Every line of the material below should be copied exactly.

===============

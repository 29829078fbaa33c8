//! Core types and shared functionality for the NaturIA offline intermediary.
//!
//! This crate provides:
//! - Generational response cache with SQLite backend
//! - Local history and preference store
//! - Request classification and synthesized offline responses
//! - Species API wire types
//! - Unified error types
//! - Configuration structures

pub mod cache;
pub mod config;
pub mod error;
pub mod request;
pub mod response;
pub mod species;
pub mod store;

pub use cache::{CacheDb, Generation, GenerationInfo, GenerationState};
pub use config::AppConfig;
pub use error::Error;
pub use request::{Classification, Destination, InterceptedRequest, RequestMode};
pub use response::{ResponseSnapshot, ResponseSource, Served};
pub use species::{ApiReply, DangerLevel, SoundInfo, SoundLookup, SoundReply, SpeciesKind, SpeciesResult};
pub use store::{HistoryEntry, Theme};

===============

▶ [Answer for the task]:
repository 29829078fbaa33c8
//! Core types and shared functionality for the NaturIA offline intermediary.
//!
//! This crate provides:
//! - Generational response cache with SQLite backend
//! - Local history and preference store
//! - Request classification and synthesized offline responses
//! - Species API wire types
//! - Unified error types
//! - Configuration structures

pub mod cache;
pub mod config;
pub mod error;
pub mod request;
pub mod response;
pub mod species;
pub mod store;

pub use cache::{CacheDb, Generation, GenerationInfo, GenerationState};
pub use config::AppConfig;
pub use error::Error;
pub use request::{Classification, Destination, InterceptedRequest, RequestMode};
pub use response::{ResponseSnapshot, ResponseSource, Served};
pub use species::{ApiReply, DangerLevel, SoundInfo, SoundLookup, SoundReply, SpeciesKind, SpeciesResult};
pub use store::{HistoryEntry, Theme};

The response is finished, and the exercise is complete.